High > Spatial Scalable > SNR scalable > Main > Simple

This can be seen from the figure below (see later for the two profiles at the bottom).

Figure 1 – MPEG-2 profile architecture

Profiles, however, solved just one part of the problem, the “functionality” part. e.g. being scalable or not. What remained to be solved was the need to quantise the “resource” scale, i.e. mostly bitrate and picture size, in some meaningful, application-dependent fashion. The adoption of “Levels” helped solve this problem. The lowest level was called, indeed, Low Level, and this corresponds to SIF, Main Level (ML) corresponds to CCIR 601, “High1440” and “High” correspond to HDTV with 1440 and 1920 samples/line, respectively.

This partitioning allowed MPEG to get rid of some otherwise intractable political issues and has also provided a practical way of partitioning services and receivers in a meaningful way. In retrospect one could say that the MPEG-2 Profiles and Levels were just the formalisation of two solutions already adopted in MPEG-1. Indeed, Layers in MPEG-1 Audio correspond to Profiles (with the same meaning as above, Layer III > Layer II > Layer I) and the CPS is the only Level defined for MPEG-1 Video.

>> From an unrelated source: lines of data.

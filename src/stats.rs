//! Statistics snapshot and the facade's process-local counter buffer.

/// Point-in-time view of the region, produced by iterating the index and
/// the chunk stream under the structural read locks. Best-effort: counters
/// and sizes are consistent with some moment during the snapshot, not with
/// a single global instant.
#[derive(Debug, Clone, Default, PartialEq)]
pub struct CacheStats {
    /// Occupied chunks (live entries).
    pub items: usize,
    /// Compile-time ceiling on live entries.
    pub max_items: usize,
    /// Total index cells.
    pub available_hash_table_slots: usize,
    /// Index cells currently holding a chunk offset.
    pub used_hash_table_slots: usize,
    /// `used_hash_table_slots / available_hash_table_slots`.
    pub hash_table_load_factor: f64,
    /// Bytes the index occupies.
    pub hash_table_memory_size: usize,
    /// Bytes of the value area.
    pub available_value_mem_size: usize,
    /// Bytes consumed by occupied chunks (metadata + capacity).
    pub used_value_mem_size: usize,
    /// Mean payload size over live entries (0 when empty).
    pub avg_item_value_size: usize,
    /// Current FIFO write head.
    pub oldest_chunk_offset: usize,
    /// Region-wide hit counter.
    pub get_hit_count: u64,
    /// Region-wide miss counter.
    pub get_miss_count: u64,
    /// Fixed per-chunk metadata size.
    pub item_metadata_size: usize,
    /// Smallest live payload (0 when empty).
    pub min_item_value_size: usize,
    /// Largest live payload (0 when empty).
    pub max_item_value_size: usize,
}

/// Hits and misses observed by one facade and not yet pushed to the
/// in-region counters. Flushed under the `stats` write lock on drop and
/// before every snapshot.
#[derive(Debug, Default)]
pub(crate) struct LocalCounters {
    pub hits: u64,
    pub misses: u64,
}

impl LocalCounters {
    pub fn take(&mut self) -> (u64, u64) {
        let out = (self.hits, self.misses);
        self.hits = 0;
        self.misses = 0;
        out
    }

    pub fn is_empty(&self) -> bool {
        self.hits == 0 && self.misses == 0
    }
}

#[cfg(test)]
mod tests {
    use super::*;

    #[test]
    fn take_drains_the_buffer() {
        let mut counters = LocalCounters::default();
        counters.hits = 3;
        counters.misses = 1;
        assert!(!counters.is_empty());
        assert_eq!(counters.take(), (3, 1));
        assert!(counters.is_empty());
        assert_eq!(counters.take(), (0, 0));
    }
}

The performance of MPEG-2 Video was tested with the Verification Test (VT) procedure already applied for MPEG-1 Audio. These were conducted in the following way:

A set of test sequences was agreed on and distributed to those participating in the tests
Each participant used their own proprietary encoders to encode the test sequences and delivered the corresponding bitstreams
Encoded bitstreams were decoded using a standard decoder
Decoded pictures were subjectively tested.

It turned out that at 6 Mbit/s the quality of encoded pictures was subjectively equivalent to the quality of composite television (PAL and NTSC) in the studio. At 9 Mbit/s the equivalence was with component (RGB) television in the studio, an interesting result if one considers that MPEG-2 MP does not support 4:2:2 sampling but only 4:2:0 (i.e. at every luminance line the colour differences alternate), a consequence of the fact that humans have lower visual acuity of colour compared to luminance.

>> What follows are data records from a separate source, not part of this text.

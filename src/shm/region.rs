/// Shared memory region management using mmap.
///
/// Creates or opens the memory-mapped file that holds the entire cache:
/// header + hash index + chunked value area. A separate mmap file holds
/// the lock set (see `lock.rs`).
use std::fs;
use std::path::{Path, PathBuf};

use memmap2::MmapMut;

use super::layout::{self, Header, KEYS_SLOTS, LONG_SIZE, MAGIC, VERSION};
use crate::error::{CacheError, CacheResult};

/// The mapped data region, owning the mmap handle and providing
/// offset-addressed accessors to the bytes within.
///
/// All "references" inside the region are byte offsets; the accessors here
/// are the only way the rest of the crate touches the mapping. Writers go
/// through `&self` because concurrent mutation is arbitrated by the
/// cross-process lock set, not by Rust borrows.
pub struct ShmRegion {
    mmap: MmapMut,
    path: PathBuf,
    len: usize,
}

impl ShmRegion {
    /// Create a new region file of `total_size` bytes and write its header.
    ///
    /// The file is created with `truncate`, so index and value area start
    /// zeroed; only the header is written here. The caller formats the
    /// value area afterwards.
    pub fn create(path: &Path, total_size: usize) -> CacheResult<Self> {
        if total_size < layout::min_total_size() || total_size % LONG_SIZE != 0 {
            return Err(CacheError::InvalidSize { size: total_size });
        }

        let file = fs::OpenOptions::new()
            .read(true)
            .write(true)
            .create(true)
            .truncate(true)
            .open(path)?;
        file.set_len(total_size as u64)?;

        // Safety: we just created and truncated this file; no other mapping
        // of it can exist yet.
        let mmap = unsafe { MmapMut::map_mut(&file)? };

        let region = ShmRegion {
            mmap,
            path: path.to_path_buf(),
            len: total_size,
        };

        // Safety: exclusive access, nothing else has attached.
        let header = unsafe { region.header_mut() };
        header.magic = MAGIC;
        header.version = VERSION;
        header.total_size = total_size as u64;
        header.keys_slots = KEYS_SLOTS as u32;
        header.oldest_offset = layout::values_offset() as u64;
        header.hit_count = 0;
        header.miss_count = 0;

        Ok(region)
    }

    /// Map an existing region file and validate its magic.
    pub fn open(path: &Path) -> CacheResult<Self> {
        let file = fs::OpenOptions::new().read(true).write(true).open(path)?;
        let len = file.metadata()?.len() as usize;

        if len < layout::min_total_size() {
            return Err(CacheError::Corrupted("region file shorter than minimum"));
        }

        // Safety: mapping a file other processes also map is the whole
        // point; consistency is arbitrated by the lock set.
        let mmap = unsafe { MmapMut::map_mut(&file)? };

        let region = ShmRegion {
            mmap,
            path: path.to_path_buf(),
            len,
        };

        if region.header().magic != MAGIC {
            return Err(CacheError::Corrupted("bad magic in region header"));
        }

        Ok(region)
    }

    /// Total mapped length in bytes.
    pub fn len(&self) -> usize {
        self.len
    }

    pub fn header(&self) -> &Header {
        // Safety: the mapping is at least HEADER_SIZE bytes and page-aligned.
        unsafe { &*(self.mmap.as_ptr() as *const Header) }
    }

    /// Mutable header access. Caller must hold the lock guarding the fields
    /// it writes (`oldest` for the cursor, `stats` for the counters, `alloc`
    /// write for everything during init/flush).
    #[allow(clippy::mut_from_ref)]
    pub unsafe fn header_mut(&self) -> &mut Header {
        &mut *(self.mmap.as_ptr() as *mut Header)
    }

    fn check_span(&self, offset: usize, len: usize) -> CacheResult<()> {
        match offset.checked_add(len) {
            Some(end) if end <= self.len => Ok(()),
            _ => Err(CacheError::OutOfBounds { offset, len }),
        }
    }

    /// Borrow `len` bytes at `offset`.
    pub fn read_bytes(&self, offset: usize, len: usize) -> CacheResult<&[u8]> {
        self.check_span(offset, len)?;
        // Safety: span checked above.
        Ok(unsafe { std::slice::from_raw_parts(self.mmap.as_ptr().add(offset), len) })
    }

    /// Write `data` at `offset`.
    pub fn write_bytes(&self, offset: usize, data: &[u8]) -> CacheResult<()> {
        self.check_span(offset, data.len())?;
        // Safety: span checked; exclusivity comes from the lock set.
        unsafe {
            std::ptr::copy_nonoverlapping(
                data.as_ptr(),
                (self.mmap.as_ptr() as *mut u8).add(offset),
                data.len(),
            );
        }
        Ok(())
    }

    /// Zero `len` bytes at `offset`.
    pub fn zero_bytes(&self, offset: usize, len: usize) -> CacheResult<()> {
        self.check_span(offset, len)?;
        // Safety: span checked; exclusivity comes from the lock set.
        unsafe {
            std::ptr::write_bytes((self.mmap.as_ptr() as *mut u8).add(offset), 0, len);
        }
        Ok(())
    }

    /// Read a native-endian i64 at an aligned `offset`.
    pub fn read_long(&self, offset: usize) -> CacheResult<i64> {
        self.check_span(offset, LONG_SIZE)?;
        debug_assert_eq!(offset % LONG_SIZE, 0, "unaligned long read at {offset}");
        // Safety: span checked, offset aligned by layout construction.
        Ok(unsafe { (self.mmap.as_ptr().add(offset) as *const i64).read() })
    }

    /// Write a native-endian i64 at an aligned `offset`.
    pub fn write_long(&self, offset: usize, value: i64) -> CacheResult<()> {
        self.check_span(offset, LONG_SIZE)?;
        debug_assert_eq!(offset % LONG_SIZE, 0, "unaligned long write at {offset}");
        // Safety: span checked, offset aligned by layout construction.
        unsafe {
            (self.mmap.as_ptr().add(offset) as *mut i64).write(value);
        }
        Ok(())
    }

    /// Remove the backing file. The mapping stays valid until drop.
    pub fn unlink(&self) -> CacheResult<()> {
        fs::remove_file(&self.path)?;
        Ok(())
    }
}

#[cfg(test)]
mod tests {
    use super::*;
    use crate::shm::test_dir;

    #[test]
    fn create_writes_header_and_zeroes_index() {
        let dir = test_dir("region_create");
        let path = dir.join("r.cache");
        let total = layout::min_total_size() + 4096;

        let region = ShmRegion::create(&path, total).unwrap();
        let header = region.header();
        assert_eq!(header.magic, MAGIC);
        assert_eq!(header.version, VERSION);
        assert_eq!(header.total_size as usize, total);
        assert_eq!(header.keys_slots as usize, KEYS_SLOTS);
        assert_eq!(header.oldest_offset as usize, layout::values_offset());

        // Fresh file: every index cell is empty.
        assert_eq!(region.read_long(layout::cell_offset(0)).unwrap(), 0);
        assert_eq!(
            region.read_long(layout::cell_offset(KEYS_SLOTS - 1)).unwrap(),
            0
        );

        region.unlink().unwrap();
    }

    #[test]
    fn open_rejects_bad_magic() {
        let dir = test_dir("region_magic");
        let path = dir.join("r.cache");
        let total = layout::min_total_size();

        let region = ShmRegion::create(&path, total).unwrap();
        region.write_bytes(0, b"NOTMAGIC").unwrap();
        drop(region);

        assert!(matches!(
            ShmRegion::open(&path),
            Err(CacheError::Corrupted(_))
        ));
        fs::remove_file(&path).unwrap();
    }

    #[test]
    fn long_roundtrip_and_bounds() {
        let dir = test_dir("region_longs");
        let path = dir.join("r.cache");
        let total = layout::min_total_size();

        let region = ShmRegion::create(&path, total).unwrap();
        let off = layout::values_offset();
        region.write_long(off, -12345).unwrap();
        assert_eq!(region.read_long(off).unwrap(), -12345);

        assert!(matches!(
            region.read_long(total),
            Err(CacheError::OutOfBounds { .. })
        ));
        assert!(matches!(
            region.write_bytes(total - 4, &[0u8; 8]),
            Err(CacheError::OutOfBounds { .. })
        ));

        region.unlink().unwrap();
    }
}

The existence of the sophisticated MPEG-2 Video technology triggered the interest of the professional video industry. The proposal to develop what was eventually called the 4:2:2 profile came from a group of video studio product companies that requested the development of a new profile that would be capable of dealing with video in the native 4:2:2 resolution in compressed form at bitrates of some tens of Mbit/s. The idea was that the technologically most expensive part – the encoder/decoder function – would become much less expensive if it could exploit mass production of MPEG-2 Video chips.

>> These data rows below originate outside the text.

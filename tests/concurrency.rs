mod common;

use std::thread;

use common::TestCache;
use rand::rngs::StdRng;
use rand::{Rng, SeedableRng};

#[test]
fn concurrent_mixed_ops_keep_the_region_consistent() {
    let t = TestCache::new("mixed");

    let workers: Vec<_> = (0..4u64)
        .map(|worker| {
            let cache = t.attach();
            thread::spawn(move || {
                let mut rng = StdRng::seed_from_u64(worker);
                for round in 0..2500u32 {
                    let key = format!("key{}", rng.gen_range(0..64));
                    match rng.gen_range(0..3) {
                        0 => {
                            let value = format!("{key}:{worker}:{round}");
                            cache.set(key.as_bytes(), value.as_bytes(), false).unwrap();
                        }
                        1 => {
                            if let Some(value) = cache.get(key.as_bytes()).unwrap() {
                                let text = String::from_utf8(value.data).unwrap();
                                assert!(
                                    text.starts_with(&format!("{key}:")),
                                    "read a value belonging to another key: {text}"
                                );
                            }
                        }
                        _ => {
                            cache.delete(key.as_bytes()).unwrap();
                        }
                    }
                }
            })
        })
        .collect();

    for worker in workers {
        worker.join().unwrap();
    }

    t.cache.check_integrity().unwrap();

    // Whatever survived is internally consistent: each key's value carries
    // its own name.
    for i in 0..64 {
        let key = format!("key{i}");
        if let Some(value) = t.cache.get(key.as_bytes()).unwrap() {
            let text = String::from_utf8(value.data).unwrap();
            assert!(text.starts_with(&format!("{key}:")));
        }
    }
}

#[test]
fn same_key_writes_are_serialised() {
    let t = TestCache::new("serialised");

    let workers: Vec<_> = (0..4u32)
        .map(|worker| {
            let cache = t.attach();
            thread::spawn(move || {
                for round in 0..1000u32 {
                    let value = format!("{worker}:{round}");
                    cache.set(b"contended", value.as_bytes(), false).unwrap();
                }
            })
        })
        .collect();

    for worker in workers {
        worker.join().unwrap();
    }

    // The globally last write is some thread's final round; an untorn
    // value therefore ends in ":999".
    let value = t.cache.get(b"contended").unwrap().unwrap();
    let text = String::from_utf8(value.data).unwrap();
    assert!(text.ends_with(":999"), "unexpected survivor: {text}");

    t.cache.check_integrity().unwrap();
}

#[test]
fn hit_and_miss_counters_reconcile() {
    let t = TestCache::new("reconcile");
    t.cache.set(b"hot", b"x", false).unwrap();

    let workers: Vec<_> = (0..4u32)
        .map(|worker| {
            let cache = t.attach();
            thread::spawn(move || {
                for n in 0..500u32 {
                    if n % 2 == 0 {
                        assert!(cache.get(b"hot").unwrap().is_some());
                    } else {
                        let key = format!("cold{worker}:{n}");
                        assert!(cache.get(key.as_bytes()).unwrap().is_none());
                    }
                }
                // Dropping the handle folds its buffered counters in.
            })
        })
        .collect();

    for worker in workers {
        worker.join().unwrap();
    }

    let stats = t.cache.stats().unwrap();
    assert_eq!(stats.get_hit_count, 1000);
    assert_eq!(stats.get_miss_count, 1000);
}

A second proposal was less successful. So far all the work in video coding had been done under the assumption that A/D conversion was done with a linear 256-level (8-bit) quantisation scale. Indeed this level of quantisation was more than adequate for end-user applications, because the eye cannot resolve more than 256 levels. However, if some picture processing is performed in the digital domain, this accuracy is easily lost. Because of visible quantisation errors ugly pictures are generated when final samples are produced. To avoid this, it is necessary to start with a higher number of bits/pixel, say 10 or 12. MPEG-2 Video had been designed for 8-bit operation and its extension to 10 bit was not straightforward. A new MPEG-2 part (part 8) was started but soon industry’s interest in this subject waned and the work was terminated. So, don’t look for MPEG-2 part 8, even though there are more MPEG-2 parts starting from part 9.

Another extension was the so-called Multiview profile. The idea behind this work was that it is possible to create elements of a 3D image from two views of the same image taken from two spatially separated video cameras pointing at the same scene. If the separation between the two cameras is small, the two pictures are only slightly different and the differences can be coded with very much the same type of technology as used in interframe coding, i.e. motion compensation. This was only the first instance of an activity that would continue with other video coding standards that sought to provide the “stereo” view experience when watching television.